The farm draws water directly from Galveston Bay, then pumps back several million gallons of effluent a day via a county drainage ditch and a Houston Lighting & Power plant canal. The ditch runs past Jones' house. He says the effluent smells bad and draws masses of flies, creating a health hazard for his family and devaluing his property.

More important, according to his formal complaint, the effluent has damaged the bay. The bottom used to be sandy and clean but is now covered with a layer of black muck, Jones says. A study he commissioned in 1994 indicated high levels of ammonia, carbon dioxide, copper, and solids, as well as limited levels of oxygen.

HarvestFresh owner Harvey Rosen wouldn't comment for the record, but he and others associated with the operation consistently maintain that the water going out is just as clean as the water coming in. The TNRCC has inspected the facility several times since 1991 and found no discharge violations that would harm the bay. Because the laws governing fish farms were relatively loose, HarvestFresh was never forced to get a wastewater permit.

Now the laws have changed, and Rosen applied for official approval last year. At a public hearing on the proposal, which includes a plan to expand the facility, Jones mustered all the allies he could find. Ronnie Schultz, director of Galveston County's Pollution Control Division, spoke against approval of the permit as is. Among the division's concerns were sedimentation of the bay bottom and the discharge of visible clumps of "biomass" into the ditch.

But if precedent is any indication, Rosen's permit will sail through the approval process. The TNRCC has been rushing to clear its backlog of wastewater discharge applications, which will result in tons of new pollutants being pumped into the bay. A handful of the applications, including HarvestFresh's, are still subject to hearings because of citizen challenges. But none of the 1,400 applications statewide has yet been denied after the TNRCC's issue of a draft permit. HarvestFresh got its draft permit in August.

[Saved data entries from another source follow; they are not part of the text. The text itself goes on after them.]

//! Client interface for interacting with the RegistryActor.
//!
//! The `RegistryHandle` provides a cheap-to-clone interface for sending
//! commands to the registry actor.
//!
//! # Panic-Free Guarantees
//!
//! This module follows the panic-free policy:
//! - No `.unwrap()`, `.expect()`, `panic!()`, `unreachable!()`, `todo!()`
//! - All fallible operations use `?`, pattern matching, or `unwrap_or`
//! - Channel errors are mapped to `RegistryError::ChannelClosed`

use tokio::sync::{mpsc, oneshot};

use hoops_core::ConnectionId;

use super::commands::{ConnectionEntry, RegistryCommand, RegistryError, RemovalReason};

// ============================================================================
// Registry Handle
// ============================================================================

/// Handle for interacting with the registry actor.
///
/// This is a cheap-to-clone handle that can be shared across tasks.
/// All methods are async and communicate with the actor via channels.
///
/// # Usage
///
/// ```ignore
/// let handle = registry_handle.clone();
///
/// let id = handle.register(entry).await?;
/// let live = handle.snapshot().await;
/// handle.unregister(id, RemovalReason::Closed).await;
/// ```
#[derive(Clone)]
pub struct RegistryHandle {
    /// Command sender to the actor
    sender: mpsc::Sender<RegistryCommand>,
}

impl RegistryHandle {
    /// Create a new registry handle.
    pub fn new(sender: mpsc::Sender<RegistryCommand>) -> Self {
        Self { sender }
    }

    /// Register a connection, returning its id.
    ///
    /// # Errors
    ///
    /// - `RegistryError::DuplicateId` if the id is already taken
    /// - `RegistryError::RegistryFull` if the registry is at maximum capacity
    /// - `RegistryError::ChannelClosed` if the actor has shut down
    pub async fn register(&self, entry: ConnectionEntry) -> Result<ConnectionId, RegistryError> {
        let (tx, rx) = oneshot::channel();

        self.sender
            .send(RegistryCommand::Register {
                entry: Box::new(entry),
                respond_to: tx,
            })
            .await
            .map_err(|_| RegistryError::ChannelClosed)?;

        rx.await.map_err(|_| RegistryError::ChannelClosed)?
    }

    /// Remove a connection if present.
    ///
    /// Returns `true` if an entry was removed. Calling this twice for the
    /// same id leaves the registry in the same state as calling it once.
    /// Returns `false` if communication with the actor fails.
    pub async fn unregister(&self, id: ConnectionId, reason: RemovalReason) -> bool {
        let (tx, rx) = oneshot::channel();

        if self
            .sender
            .send(RegistryCommand::Unregister {
                id,
                reason,
                respond_to: tx,
            })
            .await
            .is_err()
        {
            return false;
        }

        rx.await.unwrap_or(false)
    }

    /// Get a point-in-time copy of all registered connections.
    ///
    /// Returns an empty vector if communication with the actor fails.
    pub async fn snapshot(&self) -> Vec<ConnectionEntry> {
        let (tx, rx) = oneshot::channel();

        if self
            .sender
            .send(RegistryCommand::Snapshot { respond_to: tx })
            .await
            .is_err()
        {
            return Vec::new();
        }

        rx.await.unwrap_or_default()
    }

    /// Number of registered connections (0 if the actor is gone).
    pub async fn len(&self) -> usize {
        let (tx, rx) = oneshot::channel();

        if self
            .sender
            .send(RegistryCommand::Count { respond_to: tx })
            .await
            .is_err()
        {
            return 0;
        }

        rx.await.unwrap_or(0)
    }

    pub async fn is_empty(&self) -> bool {
        self.len().await == 0
    }

    /// Whether `id` is currently registered.
    pub async fn contains(&self, id: ConnectionId) -> bool {
        let (tx, rx) = oneshot::channel();

        if self
            .sender
            .send(RegistryCommand::Contains { id, respond_to: tx })
            .await
            .is_err()
        {
            return false;
        }

        rx.await.unwrap_or(false)
    }
}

State regulations seem designed to aid industrial development, but the same can't be said for the commercial fishing industry. Historically fishermen have been blamed for declines in the catch, and not always without reason -- an influx of Vietnamese shrimpers in the 1970s and '80s, for example, more than quadrupled the number of trawlers on the water and overtaxed the resource. Attrition, coupled with strong new rules, has restored an equilibrium.

Shrimper Richard Moore, who participated in negotiations to fix the problem, believes regulators need to look further than his business. The closure of half the bay to oystering and a federal fish warning because of dioxin in the Ship Channel area have nothing to do with nets or oyster dredges, he points out. "They call [the affected zone] an industrial site," Moore says. "What's it caused from? Pollution. What are they doing about it? Regulating me."

Joe Nelson reflects on his life in the business, which began when he and his brother would collect oysters off Smith Point after school, then sell them to teachers the next day. Now Smith Point has no oyster reefs, and he has watched for 50 years as their habitat has gradually shrunk. Never one to keep his mouth shut, Nelson has been banging on as many doors as he can to raise awareness of what he says all commercial fishermen already know: The bay is in trouble. But he can't seem to get through. "I think the watchdog is deaf and blind," he says.

Nelson understands that studies are necessary, that without basic research it would be unfair to blame industry or anyone else for the fishery's decline. He may not have a Ph.D., but common sense tells him to err on the side of caution. "If they don't have the scientific evidence to show there's a problem, they don't have the scientific evidence to show there's not a problem," Nelson says.

"If you don't know one way or the other, be on the safe side, and let's protect it."